The phytoclasts observed in the studied samples are mostly opaque but some are translucent (figure 8A–C), their macerals comprise inertinite (black phytoclasts), vitrinite (brown phytoclasts) and cutinite (yellow phytoclasts) of kerogen macerals following the guidelines of Ercegovac and Kostic (2006), Filho et al. (2012) and Khan et al. (2018). Opaque/black phytoclasts include Type III kerogen macerals and are responsible only for dry gas generation upon thermal maturation (Tyson 1995; Zoba et al. 2013; Ali et al. 2019; figure 8A). The translucent phytoclasts include Type II kerogen macerals and can generate wet gas when optimum thermal maturity is reached (Dow 1982; Traverse 2007; Khan et al. 2018; figure 8B, C). Palynomorphs are in general, lipid rich, prone to high capability of oil generation.
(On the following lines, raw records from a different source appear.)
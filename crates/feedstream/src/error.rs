// Dweve Feedstream - Incremental input streams for binary-format parsers
//
// Copyright (c) 2025 Dweve IP B.V. and individual contributors.
//
// SPDX-License-Identifier: Apache-2.0
//
// Licensed under the Apache License, Version 2.0 (the "License");
// you may not use this file except in compliance with the License.
// You may obtain a copy of the License in the LICENSE file at the
// root of this repository or at: http://www.apache.org/licenses/LICENSE-2.0
//
// Unless required by applicable law or agreed to in writing, software
// distributed under the License is distributed on an "AS IS" BASIS,
// WITHOUT WARRANTIES OR CONDITIONS OF ANY KIND, either express or implied.
// See the License for the specific language governing permissions and
// limitations under the License.

//! Error types for the input engine.
//!
//! Only operations that can be misused by the driver report errors. Running
//! out of bytes is never an error: stream reads answer it with plain values
//! (`bool`, `Option`, remaining counts) that parser code branches on.
//!
//! # Error Categories
//!
//! - **I/O Errors**: Problems reading a file or a feed source
//! - **Lifecycle Errors**: Driving a parser that has already returned
//! - **Chain Errors**: Extending a chain that is finished or was built complete,
//!   or running synchronously over one that is still being fed
//!
//! # Error Handling Examples
//!
//! ```rust
//! use feedstream::{ParserThread, StreamError};
//!
//! let mut thread = ParserThread::new("doc", |_stream| async {});
//! thread.resume().unwrap();
//! assert!(thread.is_done());
//!
//! match thread.append(b"late".to_vec()) {
//!     Err(StreamError::ParserDone) => {}
//!     other => panic!("unexpected: {:?}", other),
//! }
//! ```

use thiserror::Error;

/// Errors reported by driver-facing operations.
///
/// # Examples
///
/// ```rust
/// use feedstream::StreamError;
///
/// let err = StreamError::Finished;
/// assert!(err.is_invalid_operation());
/// assert!(format!("{}", err).contains("finished"));
/// ```
#[derive(Error, Debug)]
pub enum StreamError {
    /// IO error.
    #[error("IO error: {0}")]
    Io(#[from] std::io::Error),

    /// The parser callback has already returned.
    #[error("Parser has already finished running")]
    ParserDone,

    /// End of data was already declared for this stream.
    #[error("Stream is finished, no more data can be added")]
    Finished,

    /// The chain was built from a complete byte array and cannot grow.
    #[error("Stream data is not extensible")]
    NotExtensible,

    /// A synchronous run was asked to read a chain that is still being fed.
    #[error("Stream data is incomplete, its parser thread is still running")]
    Incomplete,
}

impl StreamError {
    /// Check whether this error is a misuse of the driver API rather than
    /// a failure of the environment.
    #[inline]
    pub fn is_invalid_operation(&self) -> bool {
        !matches!(self, Self::Io(_))
    }
}

/// Result type for stream operations.
pub type StreamResult<T> = Result<T, StreamError>;
#[cfg(test)]
mod tests {
    use super::*;
    use std::collections::HashSet;

    fn ten() -> Stream {
        Stream::from_bytes("ten", b"0123456789".to_vec())
    }

    // ==================== Construction tests ====================

    #[tokio::test]
    async fn test_empty_stream() {
        let mut stream = Stream::empty();
        assert!(stream.is_empty().await);
        assert_eq!(stream.offset(), 0);
        assert_eq!(stream.length().await, 0);
        assert!(stream.byte_array().await.is_empty());
    }

    #[tokio::test]
    async fn test_from_empty_bytes() {
        let mut stream = Stream::from_bytes("e", Vec::new());
        assert!(stream.is_empty().await);
        assert!(!stream.skip_mut1().await);
    }

    #[tokio::test]
    async fn test_with_data_is_unbounded() {
        let stream = Stream::with_data("d", StreamData::from_bytes(b"abc".to_vec()));
        assert_eq!(stream.last_offset(), UNBOUNDED);
        assert_eq!(stream.length().await, 3);
        assert_eq!(stream.byte_array().await, b"abc");
    }

    #[test]
    fn test_shared_name_is_not_copied() {
        let name: Rc<[u8]> = Rc::from(&b"shared"[..]);
        let stream = Stream::with_shared_name(Rc::clone(&name), StreamData::empty());
        assert!(Rc::ptr_eq(&stream.name_rc(), &name));
        assert_eq!(stream.name(), b"shared");
    }

    #[test]
    fn test_name_accessors() {
        let stream = ten();
        assert_eq!(stream.name(), b"ten");
        assert_eq!(&*stream.name_rc(), b"ten");
    }

    // ==================== Reading tests ====================

    #[tokio::test]
    async fn test_head_and_skip_mut1() {
        let mut stream = Stream::from_bytes("s", b"ab".to_vec());
        assert_eq!(stream.head(), b'a');
        assert!(stream.skip_mut1().await);
        assert_eq!(stream.head(), b'b');
        assert!(stream.skip_mut1().await);
        assert!(stream.is_empty().await);
        assert!(!stream.skip_mut1().await);
        assert_eq!(stream.offset(), 2);
    }

    #[tokio::test]
    async fn test_skip_mut_within_and_past_end() {
        let mut stream = ten();
        assert_eq!(stream.skip_mut(4).await, 0);
        assert_eq!(stream.offset(), 4);
        assert_eq!(stream.head(), b'4');

        assert_eq!(stream.skip_mut(10).await, 4);
        assert_eq!(stream.offset(), 10);
        assert!(stream.is_empty().await);
    }

    #[tokio::test]
    async fn test_skip_mut_exact_end_releases_chain() {
        let mut stream = ten();
        let data = stream.data().clone();
        assert_eq!(data.ref_count(), 2);

        assert_eq!(stream.skip_mut(10).await, 0);
        assert!(stream.is_empty().await);
        assert_eq!(data.ref_count(), 1);
    }

    #[tokio::test]
    async fn test_skip_mut_zero() {
        let mut stream = ten();
        assert_eq!(stream.skip_mut(0).await, 0);
        assert_eq!(stream.offset(), 0);
    }

    // ==================== Window tests ====================

    #[tokio::test]
    async fn test_take_hides_rest_of_source() {
        let stream = ten();
        let mut window = stream.take(3);
        assert_eq!(window.length().await, 3);
        assert_eq!(window.byte_array().await, b"012");

        assert_eq!(window.skip_mut(5).await, 2);
        assert!(window.is_empty().await);
        assert_eq!(window.offset(), 3);

        // The original is untouched.
        assert_eq!(stream.length().await, 10);
    }

    #[tokio::test]
    async fn test_take_in_middle_of_chunk() {
        let stream = ten().skip(4).await;
        let window = stream.take(3);
        assert_eq!(window.last_offset(), 7);
        assert_eq!(window.byte_array().await, b"456");
        assert!(!window.has_prefix(b"4567").await);
        assert!(window.has_prefix(b"456").await);
    }

    #[tokio::test]
    async fn test_take_larger_than_window_is_noop() {
        let mut stream = ten();
        stream.take_mut(100);
        assert_eq!(stream.last_offset(), 10);
        assert_eq!(stream.length().await, 10);
    }

    #[tokio::test]
    async fn test_take_zero_exhausts() {
        let mut stream = ten().skip(2).await;
        stream.take_mut(0);
        assert!(stream.is_empty().await);
        assert_eq!(stream.offset(), 2);
        assert_eq!(stream.length().await, 0);
    }

    #[tokio::test]
    async fn test_nested_take() {
        let stream = ten().take(6).skip(1).await.take(10);
        assert_eq!(stream.byte_array().await, b"12345");
    }

    // ==================== Cloning tests ====================

    #[tokio::test]
    async fn test_skip_preserves_original() {
        let stream = ten();
        let later = stream.skip(7).await;
        assert_eq!(later.offset(), 7);
        assert_eq!(stream.offset(), 0);
        assert_eq!(later.byte_array().await, b"789");
    }

    #[tokio::test]
    async fn test_skip_maybe() {
        let stream = ten();
        let some = stream.skip_maybe(10).await;
        assert!(some.is_some());
        assert_eq!(some.unwrap().offset(), 10);

        assert!(stream.skip_maybe(11).await.is_none());
        assert_eq!(stream.data().ref_count(), 1);
    }

    #[tokio::test]
    async fn test_has_prefix_keeps_position() {
        let stream = ten();
        assert!(stream.has_prefix(b"").await);
        assert!(stream.has_prefix(b"0123").await);
        assert!(!stream.has_prefix(b"0124").await);
        assert!(!stream.has_prefix(b"0123456789X").await);
        assert_eq!(stream.offset(), 0);
        assert_eq!(stream.data().ref_count(), 1);
    }

    // ==================== Identity tests ====================

    #[tokio::test]
    async fn test_equality_by_identity() {
        let a = Stream::from_bytes("x", b"abc".to_vec());
        let b = Stream::from_bytes("x", b"xyz".to_vec());
        assert_eq!(a, b);

        let c = Stream::from_bytes("y", b"abc".to_vec());
        assert_ne!(a, c);
        assert!(a < c);

        let moved = a.skip(1).await;
        assert_ne!(a, moved);
        assert!(a < moved);
        assert_ne!(a, a.take(2));
    }

    #[tokio::test]
    async fn test_hash_agrees_with_eq() {
        let mut set = HashSet::new();
        set.insert(Stream::from_bytes("x", b"abc".to_vec()));
        set.insert(Stream::from_bytes("x", b"def".to_vec()));
        set.insert(Stream::from_bytes("x", b"abc".to_vec()).skip(1).await);
        assert_eq!(set.len(), 2);
    }

    // ==================== Formatting tests ====================

    #[tokio::test]
    async fn test_display() {
        let stream = ten().skip(4).await;
        assert_eq!(stream.to_string(), "Stream(\"ten\":0x4--0xa)");

        let unbounded = Stream::with_data("in\"put", StreamData::empty());
        assert_eq!(unbounded.to_string(), "Stream(\"in\\\"put\":0x0)");
    }

    #[test]
    fn test_serialize_diagnostic_form() {
        let json = serde_json::to_string(&ten().take(2)).unwrap();
        assert_eq!(json, r#"{"$$input":"ten:0x0--0x2"}"#);
    }

    #[test]
    fn test_debug_shows_window() {
        let debug = format!("{:?}", ten());
        assert!(debug.contains("last_offset: 10"));
        assert!(debug.contains("\"ten\""));
    }
}
// Dweve Feedstream - Incremental input streams for binary-format parsers
//
// Copyright (c) 2025 Dweve IP B.V. and individual contributors.
//
// SPDX-License-Identifier: Apache-2.0
//
// Licensed under the Apache License, Version 2.0 (the "License");
// you may not use this file except in compliance with the License.
// You may obtain a copy of the License in the LICENSE file at the
// root of this repository or at: http://www.apache.org/licenses/LICENSE-2.0
//
// Unless required by applicable law or agreed to in writing, software
// distributed under the License is distributed on an "AS IS" BASIS,
// WITHOUT WARRANTIES OR CONDITIONS OF ANY KIND, either express or implied.
// See the License for the specific language governing permissions and
// limitations under the License.

//! Coupling between a data producer and a parser coroutine.
//!
//! A [`ParserThread`] runs a parser against a [`Stream`] whose bytes are
//! supplied piecemeal by the driver. Both sides share one OS thread and
//! strictly alternate:
//!
//! ```text
//!   Driver                         Parser coroutine
//!     │──append(bytes)──▶ chain        │
//!     │──resume()─────────────────────▶│ reads until a chunk is pending
//!     │◀───────────────────suspend─────│
//!     │──append / finish──▶ chain      │
//!     │──resume()─────────────────────▶│ ... returns
//!     │◀───────────────────done────────│
//! ```
//!
//! Resuming carries no payload. The parser simply observes whatever the
//! driver appended (or that it called `finish`) while it was suspended.
//!
//! # Examples
//!
//! ```rust
//! use feedstream::ParserThread;
//! use std::cell::RefCell;
//! use std::rc::Rc;
//!
//! # fn main() -> Result<(), feedstream::StreamError> {
//! let header = Rc::new(RefCell::new(Vec::new()));
//! let sink = header.clone();
//!
//! let mut thread = ParserThread::new("input.pdf", move |stream| async move {
//!     *sink.borrow_mut() = stream.take(7).byte_array().await;
//! });
//!
//! thread.append(b"%PDF".to_vec())?;
//! thread.resume()?;
//! assert!(!thread.is_done());
//!
//! thread.append(b"-1.7\n".to_vec())?;
//! thread.resume()?;
//! assert!(thread.is_done());
//! assert_eq!(&*header.borrow(), b"%PDF-1.7");
//! # Ok(())
//! # }
//! ```

use crate::chunk::{Deleter, Resumer};
use crate::data::StreamData;
use crate::error::{StreamError, StreamResult};
use crate::stream::Stream;
use genawaiter::rc::{Co, Gen};
use genawaiter::GeneratorState;
use std::fmt;
use std::future::Future;
use std::io::{ErrorKind, Read};
use std::pin::Pin;
use std::rc::Rc;
use tracing::{debug, trace};

type ParserFuture = Pin<Box<dyn Future<Output = ()>>>;

/// Configuration options for a parser thread.
///
/// # Examples
///
/// ```rust
/// use feedstream::ParserThreadConfig;
///
/// let config = ParserThreadConfig::default();
/// assert_eq!(config.limit, None);
/// assert_eq!(config.read_buffer_size, 64 * 1024);
///
/// let header_only = ParserThreadConfig {
///     limit: Some(1024),
///     ..Default::default()
/// };
/// assert_eq!(header_only.limit, Some(1024));
/// ```
#[derive(Debug, Clone)]
pub struct ParserThreadConfig {
    /// Upper bound on the bytes the parser's stream may read.
    ///
    /// Default: None (unbounded)
    pub limit: Option<usize>,

    /// Size of each read performed by [`ParserThread::feed_from`].
    ///
    /// Default: 64KB
    pub read_buffer_size: usize,
}

impl Default for ParserThreadConfig {
    fn default() -> Self {
        Self {
            limit: None,
            read_buffer_size: 64 * 1024,
        }
    }
}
They include Type I kerogen macerals as shown in figure 8(D–F) (Jiang et al. 2008; El-Diasty et al. 2017; Ali et al. 2019). The AOM encountered within the studied samples is granular as well as gelified in nature. It is considered to be potentially responsible for liquid hydrocarbon generation, provided that optimal thermal maturity is attained (Tyson 1995; Pacton et al. 2011; Schneider et al. 2019; figure 8G–I). The terms amorphinite and AOM are used interchangeably for the sake of kerogen classification and are included in Type I kerogen macerals (Tyson 1995; Pacton et al. 2011). The palynofacies types inferred from the samples of the Datta Formation are categorized on the basis of their maceral types, morphology, abundance and distribution on ternary kerogen plots of Dow (1982) and Tyson (1995). By studying the sections from the Nammal Gorge and Zaluch Nala sections, we have recognized eight palynofacies assemblages, four for each section (i.e., PDN-1 to PDN-4 for Nammal Gorge section and PDZ1–PDZ4 for the Zaluch Nala section). Description of the Nammal Gorge and Zaluch Nala palynofacies and their interpretations are summarized as:

Figure 8
figure 8

Palynofacies components including phytoclasts, palynomorphs and AOM identified within Datta Formation at Nammal and Zaluch Nala sections, Potwar Basin. (A) Opaque phytoclast/inertinite, the black colour reflects over thermal maturity or oxidation of the organic matter. These phytoclasts are thermally inert or can only generate dry gas (Dow 1982; Tyson 1995; Khan et al. 2018). (B and C) Bio-structured (translucent) phytoclasts with original trigonal and tetragonal cellular arrangement derived from terrestrial plants. Such phytoclasts are considered as vitrinite macerals and are responsible for wet gas generation on achievement of optimum thermal maturity (Tyson 1995; Khan et al. 2018). (D, E and F) Trilobate–trilete spore, monosaccate pollen and trilete spore, respectively, of higher plants. These macerals are responsible for liquid hydrocarbon generation and constitute liptinite components of the kerogen macerals (Jiang et al. 2008; Khan et al. 2018). (G, H and I) Dark brown granular AOM of marine origin, light brown gelified AOM of terrestrial origin and thermally cooked AOM, respectively. These macerals are prone to liquid hydrocarbon generation and constitute amorphinite components of the kerogen macerals (Khan et al. 2018).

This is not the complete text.